Nous proposons d’étayer notre intervention sur deux monographies élaborées dans le cadre de notre thèse, qui étudient deux manifestations où dialoguent patrimoine historique et œuvre contemporaine « in situ » : l’art dans les chapelles (56), L’Art à la pointe (29).
Controversés par certains, et adulés par d'autres, ces événements réveillent sur les sites des résistances plus ou moins sourdes, qu’il s’agira de démêler à la lumière de références scientifiques. Ainsi, par le biais de ces exemples, nous explorerons les « mises en crise » qu’introduisent ces cohabitations sur différents axes :
• Un premier axe s’attachera à explorer les nouvelles formes d’appropriation de ces patrimoines par l’opération artistique, dans ses manifestations concrètent. Nous userons du couple conceptuel « trace/marque » que Vincent Veschambre (2008) propose de mettre en dialectique, pour expliciter le processus de marquage artistique qui s’élabore autour de ces lieux. Quelle place l’artiste laisse-t-il aux traces passées du site ? Quel appareillage physique et technique introduit-il dans les sites ? Comment investit-il les lieux et sous quelle forme appose-t-il sa marque ? S’impose-t-il des limites dans son entreprise de marquage artistique ? Autant d’interrogations qui renvoient à la question de la sacralité de la trace (est-ce qu’on peut y toucher ?) et de sa propriété (peut-on la faire sienne ?).
• Un deuxième axe s’intéressera aux détournements de fonctions et de valeurs qu’induit l’œuvre contemporaine sur le site patrimonial, l’introduisant dans un nouveau cadre normatif susceptible d’être discordant avec l’ancien.

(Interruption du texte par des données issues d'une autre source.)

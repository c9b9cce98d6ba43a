//! Command-line arguments for the client.

use clap::Parser;

/// Terminal client for a Nim server.
#[derive(Parser, Debug)]
#[command(version, about, long_about = None)]
pub struct Args {
    /// Server host name or IP address
    pub server_host: String,

    /// Server UDP port
    pub server_port: u16,

    /// Host name or IP address to receive on
    pub client_host: String,

    /// UDP port to receive on
    pub client_port: u16,

    /// Your player name (no whitespace)
    pub player_name: String,

    /// Enable debug logging
    #[arg(short, long)]
    pub verbose: bool,
}

impl Args {
    /// Returns the local `host:port` to bind.
    pub fn client_addr(&self) -> String {
        format!("{}:{}", self.client_host, self.client_port)
    }
}
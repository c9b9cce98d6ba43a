//! # Nim
//!
//! Two-player Nim over UDP.
//!
//! The server side is a single socket shared by every player. Each
//! datagram is routed by sender address to a [`ClientProxy`], which turns
//! it into an action on the player's [`GameSession`]; the resulting
//! notifications go back out as datagrams. The client side is a
//! [`RemoteSession`] that sends player actions and forwards whatever the
//! server announces over a channel.
//!
//! ## Quick Start
//!
//! ```rust,no_run
//! use nim::prelude::*;
//!
//! # async fn serve() -> Result<(), NimError> {
//! let server = NimServer::builder()
//!     .bind("0.0.0.0:7070")
//!     .build()
//!     .await?;
//! server.run().await
//! # }
//! ```

mod client;
mod dispatcher;
mod error;
pub mod logging;
mod proxy;
mod server;

pub use client::RemoteSession;
pub use dispatcher::PeerDispatcher;
pub use error::NimError;
pub use proxy::ClientProxy;
pub use server::{NimServer, NimServerBuilder};

// Re-export sub-crates for advanced usage.
pub use nim_game as game;
pub use nim_protocol as protocol;
pub use nim_transport as transport;

/// Convenience re-exports for building servers and clients.
pub mod prelude {
    pub use crate::{
        ClientProxy, NimError, NimServer, NimServerBuilder, PeerDispatcher,
        RemoteSession,
    };
    pub use nim_game::{
        GameConfig, GameError, GameSession, Outbound, SessionId, SessionPhase,
    };
    pub use nim_protocol::{
        ClientMessage, PlayerSlot, ProtocolError, ServerMessage, WireFormat,
    };
    pub use nim_transport::{
        DatagramTransport, PeerAddr, TransportError, UdpTransport,
    };
}
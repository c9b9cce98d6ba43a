//! Server-side client proxy: one per remote peer.
//!
//! A proxy turns the datagrams of one peer into calls on the broker or
//! on the session that peer is seated in. The flow per datagram is:
//!   1. Decode bytes → `ClientMessage`
//!   2. Join → broker; Take / NewGame / Quit → the bound session
//!   3. Hand back the resulting notifications and any peers that left

use nim_game::{GameSession, Outbound, QuitOutcome, SessionId};
use nim_protocol::{ClientMessage, ProtocolError, WireFormat};
use nim_transport::PeerAddr;

use crate::dispatcher::SessionHost;

/// What processing one datagram produced.
#[derive(Debug, Default)]
pub(crate) struct Processed {
    /// Notifications to send, in order.
    pub(crate) outbound: Vec<Outbound>,
    /// Peers whose proxies should now be dropped.
    pub(crate) departed: Vec<PeerAddr>,
}

impl Processed {
    fn send(outbound: Vec<Outbound>) -> Self {
        Self {
            outbound,
            departed: Vec::new(),
        }
    }
}

/// Binds one remote peer to the session it has joined.
#[derive(Debug)]
pub struct ClientProxy {
    peer: PeerAddr,
    session: Option<SessionId>,
}

impl ClientProxy {
    /// Creates an unbound proxy for `peer`.
    pub fn new(peer: PeerAddr) -> Self {
        Self {
            peer,
            session: None,
        }
    }

    /// Returns the peer this proxy speaks for.
    pub fn peer(&self) -> PeerAddr {
        self.peer
    }

    /// Returns the session this peer joined, if any.
    pub fn session(&self) -> Option<SessionId> {
        self.session
    }

    /// Decodes one datagram from this peer and applies it.
    pub(crate) fn process(
        &mut self,
        datagram: &[u8],
        host: &mut SessionHost,
    ) -> Result<Processed, ProtocolError> {
        let msg = ClientMessage::decode(datagram)?;
        tracing::debug!(
            peer = %self.peer,
            tag = %char::from(msg.tag()),
            "routing client message"
        );

        let processed = match msg {
            ClientMessage::Join { name } => self.on_join(name, host),
            ClientMessage::Take { heap, count } => {
                self.on_take(heap, count, host)
            }
            ClientMessage::NewGame => self.on_new_game(host),
            ClientMessage::Quit => self.on_quit(host),
        };
        Ok(processed)
    }

    fn on_join(&mut self, name: String, host: &mut SessionHost) -> Processed {
        if let Some(session_id) = self.session {
            tracing::warn!(
                peer = %self.peer,
                %session_id,
                "ignoring join from peer already in a session"
            );
            return Processed::default();
        }

        match host.broker.join(self.peer, name) {
            Ok(joined) => {
                self.session = Some(joined.session_id);
                if let Some(session) = joined.paired {
                    host.active.insert(session.id(), session);
                }
                Processed::send(joined.outbound)
            }
            Err(e) => {
                tracing::warn!(peer = %self.peer, error = %e, "join failed");
                Processed::default()
            }
        }
    }

    fn on_take(
        &mut self,
        heap: u8,
        count: u8,
        host: &mut SessionHost,
    ) -> Processed {
        let peer = self.peer;
        let Some(session) = self.bound_session(host) else {
            tracing::warn!(%peer, "ignoring move from peer not in a session");
            return Processed::default();
        };
        let Some(slot) = session.slot_of(peer) else {
            return Processed::default();
        };

        match session.take(slot, heap, count) {
            Ok(outbound) => {
                tracing::debug!(
                    session_id = %session.id(),
                    %slot,
                    heap,
                    count,
                    "move applied"
                );
                Processed::send(outbound)
            }
            Err(e) => {
                tracing::warn!(
                    session_id = %session.id(),
                    %slot,
                    heap,
                    count,
                    error = %e,
                    "move rejected"
                );
                Processed::default()
            }
        }
    }

    fn on_new_game(&mut self, host: &mut SessionHost) -> Processed {
        let peer = self.peer;
        let Some(session) = self.bound_session(host) else {
            tracing::warn!(%peer, "ignoring new game from peer not in a session");
            return Processed::default();
        };

        match session.new_game() {
            Ok(outbound) => Processed::send(outbound),
            Err(e) => {
                tracing::warn!(
                    session_id = %session.id(),
                    error = %e,
                    "new game rejected"
                );
                Processed::default()
            }
        }
    }

    fn on_quit(&mut self, host: &mut SessionHost) -> Processed {
        let peer = self.peer;
        let gone = Processed {
            outbound: Vec::new(),
            departed: vec![peer],
        };
        let Some(session_id) = self.session.take() else {
            tracing::debug!(%peer, "quit from peer that never joined");
            return gone;
        };
        let Some(session) = host.session_mut(session_id) else {
            return gone;
        };

        match session.quit() {
            QuitOutcome::Closed(outbound) => {
                let departed = session.players().to_vec();
                host.active.remove(&session_id);
                tracing::info!(%session_id, %peer, "session closed");
                Processed { outbound, departed }
            }
            QuitOutcome::ReleasePending => {
                host.broker.quit();
                gone
            }
        }
    }

    fn bound_session<'h>(
        &self,
        host: &'h mut SessionHost,
    ) -> Option<&'h mut GameSession> {
        host.session_mut(self.session?)
    }
}
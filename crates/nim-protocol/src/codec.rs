//! Binary encoding for Nim messages.
//!
//! Layout: one tag byte, then the fields of that message in order.
//!
//! ```text
//! integer  → 1 byte, unsigned
//! slot     → 1 byte, 0 or 1
//! name     → 2-byte big-endian length, then that many bytes of UTF-8
//! ```
//!
//! Bytes after a complete message are ignored.

use nim_transport::MAX_DATAGRAM_SIZE;

use crate::types::{tag, ClientMessage, PlayerSlot, ServerMessage, MAX_NAME_LEN};
use crate::ProtocolError;

/// Conversion between a message and the bytes of one datagram.
///
/// Implemented for [`ClientMessage`] and [`ServerMessage`]. The implementing
/// type picks the direction, which is how the decoder knows whether `N`
/// means "new game" or "name".
pub trait WireFormat: Sized {
    /// Encodes the message into a fresh buffer.
    ///
    /// # Errors
    /// Returns [`ProtocolError::NameTooLong`] if a name field exceeds
    /// [`MAX_NAME_LEN`].
    fn encode(&self) -> Result<Vec<u8>, ProtocolError>;

    /// Decodes one message from a datagram.
    ///
    /// # Errors
    /// - [`ProtocolError::UnknownTag`] — leading byte is not a known tag
    /// - [`ProtocolError::Truncated`] — fewer bytes than the message needs
    /// - [`ProtocolError::Oversized`] — datagram exceeds the size bound
    /// - [`ProtocolError::InvalidSlot`], [`ProtocolError::InvalidUtf8`],
    ///   [`ProtocolError::NameTooLong`] — malformed fields
    fn decode(data: &[u8]) -> Result<Self, ProtocolError>;
}

// ---------------------------------------------------------------------------
// Writer / Reader
// ---------------------------------------------------------------------------

struct Writer {
    buf: Vec<u8>,
}

impl Writer {
    fn new(tag: u8) -> Self {
        let mut buf = Vec::with_capacity(8);
        buf.push(tag);
        Self { buf }
    }

    fn u8(mut self, value: u8) -> Self {
        self.buf.push(value);
        self
    }

    fn slot(self, slot: PlayerSlot) -> Self {
        self.u8(slot.to_wire())
    }

    fn name(mut self, name: &str) -> Result<Self, ProtocolError> {
        let bytes = name.as_bytes();
        if bytes.len() > MAX_NAME_LEN {
            return Err(ProtocolError::NameTooLong {
                len: bytes.len(),
                max: MAX_NAME_LEN,
            });
        }
        self.buf.extend_from_slice(&(bytes.len() as u16).to_be_bytes());
        self.buf.extend_from_slice(bytes);
        Ok(self)
    }

    fn finish(self) -> Vec<u8> {
        self.buf
    }
}

struct Reader<'a> {
    data: &'a [u8],
    pos: usize,
}

impl<'a> Reader<'a> {
    fn new(data: &'a [u8]) -> Result<Self, ProtocolError> {
        if data.len() > MAX_DATAGRAM_SIZE {
            return Err(ProtocolError::Oversized {
                len: data.len(),
                max: MAX_DATAGRAM_SIZE,
            });
        }
        Ok(Self { data, pos: 0 })
    }

    fn take(&mut self, n: usize) -> Result<&'a [u8], ProtocolError> {
        let end = self.pos + n;
        if end > self.data.len() {
            return Err(ProtocolError::Truncated {
                expected: end,
                actual: self.data.len(),
            });
        }
        let bytes = &self.data[self.pos..end];
        self.pos = end;
        Ok(bytes)
    }

    fn u8(&mut self) -> Result<u8, ProtocolError> {
        Ok(self.take(1)?[0])
    }

    fn slot(&mut self) -> Result<PlayerSlot, ProtocolError> {
        PlayerSlot::try_from(self.u8()?)
    }

    fn name(&mut self) -> Result<String, ProtocolError> {
        let len_bytes = self.take(2)?;
        let len = u16::from_be_bytes([len_bytes[0], len_bytes[1]]) as usize;
        if len > MAX_NAME_LEN {
            return Err(ProtocolError::NameTooLong {
                len,
                max: MAX_NAME_LEN,
            });
        }
        let bytes = self.take(len)?;
        std::str::from_utf8(bytes)
            .map(str::to_owned)
            .map_err(|_| ProtocolError::InvalidUtf8)
    }
}

// ---------------------------------------------------------------------------
// Implementations
// ---------------------------------------------------------------------------

impl WireFormat for ClientMessage {
    fn encode(&self) -> Result<Vec<u8>, ProtocolError> {
        let w = Writer::new(self.tag());
        let w = match self {
            Self::Join { name } => w.name(name)?,
            Self::Take { heap, count } => w.u8(*heap).u8(*count),
            Self::NewGame | Self::Quit => w,
        };
        Ok(w.finish())
    }

    fn decode(data: &[u8]) -> Result<Self, ProtocolError> {
        let mut r = Reader::new(data)?;
        match r.u8()? {
            tag::JOIN => Ok(Self::Join { name: r.name()? }),
            tag::TAKE => Ok(Self::Take {
                heap: r.u8()?,
                count: r.u8()?,
            }),
            tag::NEW_GAME => Ok(Self::NewGame),
            tag::QUIT => Ok(Self::Quit),
            other => Err(ProtocolError::UnknownTag(other)),
        }
    }
}

impl WireFormat for ServerMessage {
    fn encode(&self) -> Result<Vec<u8>, ProtocolError> {
        let w = Writer::new(self.tag());
        let w = match self {
            Self::Id { slot } | Self::Turn { slot } | Self::Win { slot } => {
                w.slot(*slot)
            }
            Self::Name { slot, name } => w.slot(*slot).name(name)?,
            Self::Score { slot, score } => w.slot(*slot).u8(*score),
            Self::Heap { heap, count } => w.u8(*heap).u8(*count),
            Self::Quit => w,
        };
        Ok(w.finish())
    }

    fn decode(data: &[u8]) -> Result<Self, ProtocolError> {
        let mut r = Reader::new(data)?;
        match r.u8()? {
            tag::ID => Ok(Self::Id { slot: r.slot()? }),
            tag::NAME => Ok(Self::Name {
                slot: r.slot()?,
                name: r.name()?,
            }),
            tag::SCORE => Ok(Self::Score {
                slot: r.slot()?,
                score: r.u8()?,
            }),
            tag::HEAP => Ok(Self::Heap {
                heap: r.u8()?,
                count: r.u8()?,
            }),
            tag::TURN => Ok(Self::Turn { slot: r.slot()? }),
            tag::WIN => Ok(Self::Win { slot: r.slot()? }),
            tag::QUIT => Ok(Self::Quit),
            other => Err(ProtocolError::UnknownTag(other)),
        }
    }
}
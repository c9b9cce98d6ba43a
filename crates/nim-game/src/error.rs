//! Error types for the game layer.

use nim_protocol::PlayerSlot;
use nim_transport::PeerAddr;

use crate::{SessionId, SessionPhase};

/// Errors that can occur when acting on a session.
///
/// None of these change session state: a rejected action leaves the
/// session exactly as it was.
#[derive(Debug, Clone, PartialEq, Eq, thiserror::Error)]
pub enum GameError {
    /// Both seats are already taken.
    #[error("session {0} is full")]
    SessionFull(SessionId),

    /// The peer already holds a seat in this session.
    #[error("{0} is already seated in session {1}")]
    AlreadySeated(PeerAddr, SessionId),

    /// The session is in a phase that doesn't allow this operation.
    #[error("not allowed while session is {0}")]
    InvalidPhase(SessionPhase),

    /// The mover is not the player whose turn it is.
    #[error("it is {expected}'s turn, not {actual}'s")]
    NotYourTurn {
        expected: PlayerSlot,
        actual: PlayerSlot,
    },

    /// The heap index is out of range.
    #[error("heap {0} does not exist")]
    NoSuchHeap(u8),

    /// A move must remove at least one marker.
    #[error("must take at least one marker")]
    EmptyTake,

    /// More markers were requested than the heap holds.
    #[error("heap {heap} holds {remaining}, cannot take {requested}")]
    TooMany {
        heap: u8,
        requested: u8,
        remaining: u8,
    },
}
/// Errors that can occur in the transport layer.
#[derive(Debug, thiserror::Error)]
pub enum TransportError {
    /// Binding the local socket failed.
    #[error("bind failed: {0}")]
    BindFailed(#[source] std::io::Error),

    /// Sending a datagram failed.
    #[error("send to {peer} failed: {source}")]
    SendFailed {
        peer: crate::PeerAddr,
        #[source]
        source: std::io::Error,
    },

    /// Receiving a datagram failed.
    #[error("receive failed: {0}")]
    ReceiveFailed(#[source] std::io::Error),

    /// The socket could not report its own address.
    #[error("local address unavailable: {0}")]
    LocalAddr(#[source] std::io::Error),

    /// A host/port pair did not resolve to any socket address.
    #[error("could not resolve address {0}")]
    Unresolved(String),
}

Nous nous appuierons sur les travaux de Nathalie Heinich, notamment sur sa conceptualisation du « registre de valeurs » de l’objet patrimonial réuni autour du triptyque « authenticité/présence/beauté » susceptible d’entrer en crise lors de sa rencontre avec le registre de valeur de l’œuvre contemporaine. Ainsi, nous rendrons compte d’exemples témoignant d’un jeu certain de l’artiste dans la mise en dissonance de ces registres de valeurs et des conséquences sur la réception du site par les visiteurs.
• Le troisième axe s’intéressera au renouvellement de la relation cognitive et des parcours sémantiques des sites étudiés, par l’introduction de l’art contemporain. L’artiste, en injectant une logique autre qu’historique, détourne les mises en sens officielles du site et propose de nouvelles significations à l’œuvre patrimoniale, faisant appel plus à l’émotion qu’à la rationalité. La dérision de l’art contemporain, son goût pour le second degré, ses « mises en énigme » quant à ses références et filiations, contribuent à reconfigurer les connaissances savantes et à renouveler les savoirs de ces sites.